Sticks & Stones: Why Verbal Abuse Kills, Part I

By Danni Moss
Copyright protected, all rights reserved

Sticks and stones
Will break my bones,
But names will never hurt me….

Do you remember chanting that nursery rhyme on the school playground? We were told by the teachers that names couldn’t hurt, so anything a bully said could be ignored. It was a great idea for children (maybe) but it’s a naive idea that doesn’t work in real life. And there are reasons.

It is almost universally accepted that physical abuse is worse than verbal abuse. Stereotypical abuse includes black eyes, broken arms, bruised and broken ribs, split lips, etc. Every emergency room doctor and pediatrician knows what to look for and will call the authorities. It is visible, it is obvious, and it is horrific.

But the same injuries might occur from falling down the stairs or from a car accident. It is not the physical injuries that are really the problem. The danger of escalation to life-threatening injuries is certainly real and not to be discounted. But I’m going to suggest that the physical wounds of abuse are not really the measure of how bad abuse is. In saying this I am not attempting to minimize physical abuse. I am trying to communicate that all forms of abuse are equally devastating and dangerous — and why.

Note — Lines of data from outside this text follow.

//! Review domain errors

use thiserror::Error;

/// Errors raised by extraction and the review pipeline
#[derive(Debug, Error)]
pub enum ReviewError {
    /// Extraction could not produce structured data from the submission
    #[error("Extraction failed: {0}")]
    Extraction(String),

    /// The upstream language model call failed
    #[error("Upstream model error: {0}")]
    Upstream(String),

    /// The upstream model returned something that is not the expected JSON
    #[error("Malformed model response: {0}")]
    MalformedResponse(String),
}
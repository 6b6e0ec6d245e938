//! Structured clinical case data
//!
//! This is the contract between the extraction collaborator (regex demo
//! extractor or external language model) and the policy evaluation engine.
//! Every field is optional in the wire sense: extraction may produce empty
//! strings, empty lists, or omit whole sections. Deserialization therefore
//! defaults every field, and consumers must treat absence as "not documented"
//! rather than as an error.

use serde::{Deserialize, Serialize};

/// Complete structured view of a prior authorization submission.
#[derive(Debug, Clone, Default, PartialEq, Serialize, Deserialize)]
#[serde(default)]
pub struct CaseData {
    pub patient_info: PatientInfo,
    pub diagnosis: Diagnosis,
    pub disease_stage: DiseaseStage,
    pub biomarkers: Biomarkers,
    pub labs: LabPanel,
    pub performance_status: PerformanceStatus,
    pub prior_therapy: PriorTherapy,
    pub comorbidities: Vec<String>,
    pub requesting_provider: Provider,
    pub drug_requested: DrugRequest,
}

/// Patient identification as written on the submission.
#[derive(Debug, Clone, Default, PartialEq, Serialize, Deserialize)]
#[serde(default)]
pub struct PatientInfo {
    pub name: String,
    pub dob: String,
    pub member_id: String,
}

/// Primary diagnosis details.
#[derive(Debug, Clone, Default, PartialEq, Serialize, Deserialize)]
#[serde(default)]
pub struct Diagnosis {
    pub primary: String,
    pub icd10: String,
    pub histology: String,
}

/// Disease staging as documented, e.g. "Stage IV" plus TNM notation.
#[derive(Debug, Clone, Default, PartialEq, Serialize, Deserialize)]
#[serde(default)]
pub struct DiseaseStage {
    pub stage: String,
    pub tnm: String,
    pub metastatic_sites: Vec<String>,
}

/// Biomarker panel. The named markers carry a small controlled status
/// vocabulary (positive / negative / pending / not tested / wild type /
/// mutated); anything else is open-ended and lands in `other_markers`.
#[derive(Debug, Clone, Default, PartialEq, Serialize, Deserialize)]
#[serde(default)]
pub struct Biomarkers {
    pub pd_l1: BiomarkerResult,
    pub egfr: BiomarkerResult,
    pub alk: BiomarkerResult,
    pub other_markers: Vec<MarkerResult>,
}

/// Result of a single named biomarker test.
#[derive(Debug, Clone, Default, PartialEq, Serialize, Deserialize)]
#[serde(default)]
pub struct BiomarkerResult {
    pub status: String,
    pub value: String,
    pub mutation: String,
    pub test_date: String,
}

/// Free-form named marker result, e.g. {"BRAF", "V600E mutation"}.
#[derive(Debug, Clone, Default, PartialEq, Serialize, Deserialize)]
#[serde(default)]
pub struct MarkerResult {
    pub name: String,
    pub result: String,
}

/// Relevant laboratory values, kept as documented text with units.
#[derive(Debug, Clone, Default, PartialEq, Serialize, Deserialize)]
#[serde(default)]
pub struct LabPanel {
    pub wbc: String,
    pub hemoglobin: String,
    pub platelets: String,
    pub creatinine: String,
    pub alt: String,
    pub ast: String,
    pub other: Vec<String>,
}

/// ECOG performance status. The score stays textual; the evaluator parses
/// it and degrades to an unknown verdict when it is not a clean integer.
#[derive(Debug, Clone, Default, PartialEq, Serialize, Deserialize)]
#[serde(default)]
pub struct PerformanceStatus {
    pub ecog: String,
    pub description: String,
}

/// Prior systemic therapy history.
#[derive(Debug, Clone, Default, PartialEq, Serialize, Deserialize)]
#[serde(default)]
pub struct PriorTherapy {
    pub has_prior_systemic: bool,
    pub treatments: Vec<String>,
    pub immunotherapy_history: String,
}

/// Requesting provider details.
#[derive(Debug, Clone, Default, PartialEq, Serialize, Deserialize)]
#[serde(default)]
pub struct Provider {
    pub name: String,
    pub npi: String,
    pub facility: String,
}

/// The medication being requested.
#[derive(Debug, Clone, Default, PartialEq, Serialize, Deserialize)]
#[serde(default)]
pub struct DrugRequest {
    pub name: String,
    pub dose: String,
    pub duration: String,
}
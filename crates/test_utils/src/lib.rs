//! Test Utilities Crate
//!
//! Shared test infrastructure for the PA co-pilot test suite.
//!
//! # Modules
//!
//! - `fixtures`: Pre-built clinical cases, policies, and a sample request
//! - `builders`: Builder patterns for case data and evaluation records
//! - `database`: In-memory SQLite helpers for repository and API tests
//! - `assertions`: Custom assertion helpers for evaluation results
//! - `generators`: Property-based test data generators

pub mod assertions;
pub mod builders;
pub mod database;
pub mod fixtures;
pub mod generators;

pub use assertions::*;
pub use builders::*;
pub use database::*;
pub use fixtures::*;
pub use generators::*;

Because we identify people by their external appearance, we are confusing physical injuries with the substance of the abuse. OK, that sounded a little disconnected. Bear with me a minute here.

Remember, who you are is not your body. You are the person who is wearing that body suit during this earthly lifetime. Who you are is independent of your body, though the two are connected.

What makes physical abuse so horrific is the same thing that makes verbal abuse so horrific. What makes either one unbearably bad is the attack on the person — the real person, not the body being worn by the person. Physical abuse generally comes with verbal abuse. The physical abuse communicates assault, hatred, even murder, against the person within the body. The physical abuse is a vehicle for the heart of the abuse – the attack on the person inside the skin.

Abuse is an assault on the person. It can and will kill the person. Physical abuse is just one manifestation of abuse – it is not the worst; it is the most visible and it can certainly kill the fastest. All forms of abuse can and will kill because they are attacking who the victim really is. The heart of all types of abuse is the assault on the person — sometimes through the person’s emotions, sometimes through the person’s self worth, sometimes through the person’s body, sometimes through the person’s spirit — but always against the person.

Sticks and stones
May break my bones,
But words could even kill me…

2 Responses

  1. I couldn’t have said it better. Words were doing that to me and I was losing weight dangerously fast although I was trying my best to not lose weight.

  2. Danni, the words you said are exactly expressing what I have been feeling. I felt like I started to wither with every accusation or offensive and hurtful word my husband said. The things he said made my whole body ache physically. (bones, teeth, stomach, breathing problems).